Menurut Anton, industri otomotif, termasuk Toyota, harus dapat bertransformasi dengan baik dan mempersiapkan diri menghadapi perubahan di masa depan. Hal ini mencakup tidak hanya perubahan teknologi, tetapi juga penyesuaian pada rantai pasok dan ekosistem industri otomotif itu sendiri. Dengan demikian, langkah ke arah elektrifikasi bukanlah sekadar melarang mobil berbahan bakar fosil, tetapi juga menciptakan lingkungan yang mendukung pertumbuhan kendaraan listrik di seluruh aspek industri.
Seiring dengan implementasi kebijakan tersebut, pemerintah juga perlu memperhatikan aspek infrastruktur penunjang, seperti pengembangan jaringan pengisian daya untuk kendaraan listrik serta insentif bagi produsen dan konsumen. Kesiapan infrastruktur ini akan menjadi kunci dalam mendorong masyarakat untuk beralih menggunakan kendaraan listrik.

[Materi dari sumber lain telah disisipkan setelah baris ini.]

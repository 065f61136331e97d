//! Movement domain: world-space horizontal velocity from local movement.

use bevy::prelude::*;

use crate::movement::MovementVector;

/// Replace the horizontal part of `velocity`, keeping its vertical part.
///
/// Moving: heads along `container_yaw + character_yaw` at `speed`.
/// Idle: horizontal velocity is zeroed.
pub fn solve_velocity(
    velocity: Vec3,
    movement: MovementVector,
    speed: f32,
    container_yaw: f32,
    character_yaw: f32,
) -> Vec3 {
    if movement.is_idle() {
        return Vec3::new(0.0, velocity.y, 0.0);
    }

    let heading = container_yaw + character_yaw;
    Vec3::new(heading.sin() * speed, velocity.y, heading.cos() * speed)
}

Dengan demikian, rencana pelarangan penjualan mobil berbasis BBM yang ditargetkan akan diterapkan pada tahun 2045 merupakan langkah strategis yang kompleks dan memerlukan persiapan matang dari semua pihak terkait. Industri otomotif, khususnya produsen besar seperti Toyota, dituntut untuk beradaptasi dan berinovasi agar dapat tetap berkontribusi signifikan dalam perekonomian nasional sambil mendukung agenda keberlanjutan dan pengurangan emisi di Indonesia.